The manufacturer is who chose the colors above. Those educated may note in this picture that I do not have a RED wire. This is because I replaced those lines with longer ones from the inside of some CAT5 cable. I didn't have long enough red wire to spare.
I tapped the three points above and soldered some longer wires onto them. I drilled a hole in the back and brought the wires outside the case to work with.
The wiring is simple enough. There's some extra stuff on here because I have it hooked up to my oscilloscope but here's basically how it's wired.
RED (picture here as White / Green), the data line, is brought to Pin 3 on the Arudino.
ORANGE, the ground line, is brought to the GND pin on the Arduino.BROWN, the trigger, is brought to Pin 2.
I also have a Green and Red LED. These are status LEDs.
The GREEN LED is connected to Pin 13. It's used to tell me when data is being received. This basically just goes HIGH when the BROWN line (Pin 2) goes HIGH.
The RED LED is connected to Pin 12, this sets the Arudino program into debug mode. When in debug mode it sends extra data out the serial line.
The DEBUG switch is connected to Pin 8. When Pin 8 is high, debug mode (and the red LED) is active.
Here's a picture of the circuit while it's receiving data from the wireless themometer.
RED indicates the trigger (Pin 2 & BROWN wire) status. In the picture it is HIGH.
The YELLOW line on the oscilloscope is monitoring the data (Pin 3 & RED wire).
You may note that the GREEN and RED LED are active, indicating the RF receiver is on and in the Arudino program is in debug mode.
Once the data is received by the Arduino it's sent over the USB cable to the computer. This is where I have a python script listening to /dev/ttyUSB0 for incoming data. The data is then dumped to a .CSV file for later use. From here I will also make this data available remotely so I can check it from my Android phone.
Now that I have my data, here's a graph I threw together. Looks like it's all working as expected!
The Arduino Code:
The heart of the Arudino code is the pulseIn() function. It’s purpose is to monitor a pin and measure how long that pin stays HIGH. In this case we are monitoring pinData (Pin 3). The length of the pulse indicates a 1, 0, or data break. The function decodeTime() converts the pulse length into 1 or 0, or a data break.
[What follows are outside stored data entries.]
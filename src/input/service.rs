//! Key bindings and the input service.
//!
//! Consumes coalesced raw events, runs the browse/filter state machine, and yields the
//! [`InputAction`]s the application loop acts on.

use crate::error::Result;
use crate::input::raw::{RawInputCollector, RawInputEvent, ScrollDirection};
use ratatui::crossterm::event::{Event, KeyCode, KeyEvent, KeyEventKind, KeyModifiers};
use std::time::Duration;

#[derive(Debug, Clone, Copy, PartialEq, Eq)]
pub enum InputState {
    Browse,
    /// Editing the filter prompt
    FilterInput,
}

#[derive(Debug, Clone, PartialEq)]
pub enum InputAction {
    /// Scroll by terminal lines without moving the selection
    Scroll {
        direction: ScrollDirection,
        lines: u64,
    },
    SelectNext,
    SelectPrevious,
    PageUp,
    PageDown,
    GoToStart,
    /// Jump to the newest record and follow the tail
    GoToEnd,
    ToggleExpand,
    Quit,
    StartFilter {
        buffer: String,
    },
    /// The prompt text changed; applied after the debounce window
    UpdateFilter {
        buffer: String,
    },
    /// Apply immediately and close the prompt
    ApplyFilter {
        query: String,
    },
    ClearFilter,
    Abort,
    Retry,
    Resize {
        width: u16,
        height: u16,
    },
    NoAction,
    InvalidInput,
}

fn plain(modifiers: KeyModifiers) -> bool {
    !modifiers.intersects(KeyModifiers::CONTROL | KeyModifiers::ALT)
}

pub struct InputStateMachine {
    state: InputState,
    filter_buffer: String,
}

impl InputStateMachine {
    pub fn new() -> Self {
        Self {
            state: InputState::Browse,
            filter_buffer: String::new(),
        }
    }

    pub fn handle_key_event(&mut self, key: KeyEvent) -> InputAction {
        if key.kind != KeyEventKind::Press {
            return InputAction::NoAction;
        }
        match self.state {
            InputState::Browse => self.browse_key(key),
            InputState::FilterInput => self.filter_key(key),
        }
    }

    fn browse_key(&mut self, key: KeyEvent) -> InputAction {
        match (key.code, key.modifiers) {
            (KeyCode::Char('c'), KeyModifiers::CONTROL) => InputAction::Quit,
            (KeyCode::Char('q'), m) if plain(m) => InputAction::Quit,
            (KeyCode::Char('j'), m) if plain(m) => InputAction::SelectNext,
            (KeyCode::Down, _) => InputAction::SelectNext,
            (KeyCode::Char('k'), m) if plain(m) => InputAction::SelectPrevious,
            (KeyCode::Up, _) => InputAction::SelectPrevious,
            (KeyCode::Char(' ' | 'f'), m) if plain(m) => InputAction::PageDown,
            (KeyCode::PageDown, _) => InputAction::PageDown,
            (KeyCode::Char('b'), m) if plain(m) => InputAction::PageUp,
            (KeyCode::PageUp, _) => InputAction::PageUp,
            (KeyCode::Char('g'), m) if plain(m) => InputAction::GoToStart,
            (KeyCode::Home, _) => InputAction::GoToStart,
            (KeyCode::Char('G'), m) if plain(m) => InputAction::GoToEnd,
            (KeyCode::End, _) => InputAction::GoToEnd,
            (KeyCode::Enter, _) => InputAction::ToggleExpand,
            (KeyCode::Char('o'), m) if plain(m) => InputAction::ToggleExpand,
            (KeyCode::Char('a'), m) if plain(m) => InputAction::Abort,
            (KeyCode::Char('r'), m) if plain(m) => InputAction::Retry,
            (KeyCode::Esc, _) => {
                self.filter_buffer.clear();
                InputAction::ClearFilter
            }
            (KeyCode::Char('/'), m) if plain(m) => {
                self.state = InputState::FilterInput;
                InputAction::StartFilter {
                    buffer: self.filter_buffer.clone(),
                }
            }
            _ => InputAction::InvalidInput,
        }
    }

    fn filter_key(&mut self, key: KeyEvent) -> InputAction {
        match (key.code, key.modifiers) {
            (KeyCode::Char('c'), KeyModifiers::CONTROL) | (KeyCode::Esc, _) => {
                self.state = InputState::Browse;
                self.filter_buffer.clear();
                InputAction::ClearFilter
            }
            (KeyCode::Enter, _) => {
                self.state = InputState::Browse;
                InputAction::ApplyFilter {
                    query: self.filter_buffer.clone(),
                }
            }
            (KeyCode::Backspace, _) => {
                self.filter_buffer.pop();
                InputAction::UpdateFilter {
                    buffer: self.filter_buffer.clone(),
                }
            }
            (KeyCode::Char(ch), m) if plain(m) && !ch.is_control() => {
                self.filter_buffer.push(ch);
                InputAction::UpdateFilter {
                    buffer: self.filter_buffer.clone(),
                }
            }
            _ => InputAction::NoAction,
        }
    }

    pub fn filter_buffer(&self) -> &str {
        &self.filter_buffer
    }

    pub fn state(&self) -> InputState {
        self.state
    }
}

impl Default for InputStateMachine {
    fn default() -> Self {
        Self::new()
    }
}

/// Produces [`InputAction`]s from terminal events.
pub struct InputService {
    state_machine: InputStateMachine,
    raw_input: RawInputCollector,
}

impl InputService {
    pub fn new() -> Self {
        Self {
            state_machine: InputStateMachine::new(),
            raw_input: RawInputCollector::new(),
        }
    }

    /// Wait up to `timeout` for input and return every action that became ready.
    pub fn poll_actions(&mut self, timeout: Option<Duration>) -> Result<Vec<InputAction>> {
        let mut actions = Vec::new();
        if let Some(event) = self.raw_input.poll_event(timeout)? {
            actions.extend(self.translate(event));
            while let Some(event) = self.raw_input.try_next() {
                actions.extend(self.translate(event));
            }
        }
        Ok(actions)
    }

    pub fn process_event(&mut self, event: Event) -> Vec<InputAction> {
        self.raw_input.process_event(event);
        let mut actions = Vec::new();
        while let Some(event) = self.raw_input.try_next() {
            actions.extend(self.translate(event));
        }
        actions
    }

    fn translate(&mut self, event: RawInputEvent) -> Option<InputAction> {
        let action = match event {
            RawInputEvent::Key(key) => self.state_machine.handle_key_event(key),
            RawInputEvent::Resize { width, height } => InputAction::Resize { width, height },
            RawInputEvent::Scroll { direction, lines } => InputAction::Scroll { direction, lines },
        };
        match action {
            InputAction::NoAction | InputAction::InvalidInput => None,
            _ => Some(action),
        }
    }
}

impl Default for InputService {
    fn default() -> Self {
        Self::new()
    }
}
When all is done, the program looks for the ID number (“10011001000000000000”) in the bit stream. Doing this helps alleviate the possibility of receiving data from a rouge transmitter.
In the bit stream the temperature directly follows the ID. It’s broadcast in Celcius. Right after temperature is the humidity. The ID, temperature, and humidty are sent four times per transmission.
The output of this program (when NOT in debug mode) is similar to the following:
The Python Code:
This Python code may need to be modified slightly in order to run under Windows. If you wish to run this under Windows I believe all you would need to modify is the /dev/ttyUSB0 line to match your COM port on Windows.
This code listens to /dev/ttyUSB0 and decodes the data from the Arudino. It's in charge of converting the binary to decimal, converting Celsius to Fahrenheit, and outputting a CSV. Eventually, I'll update this code to make the data accessible from the web so I can monitor from my Android phone.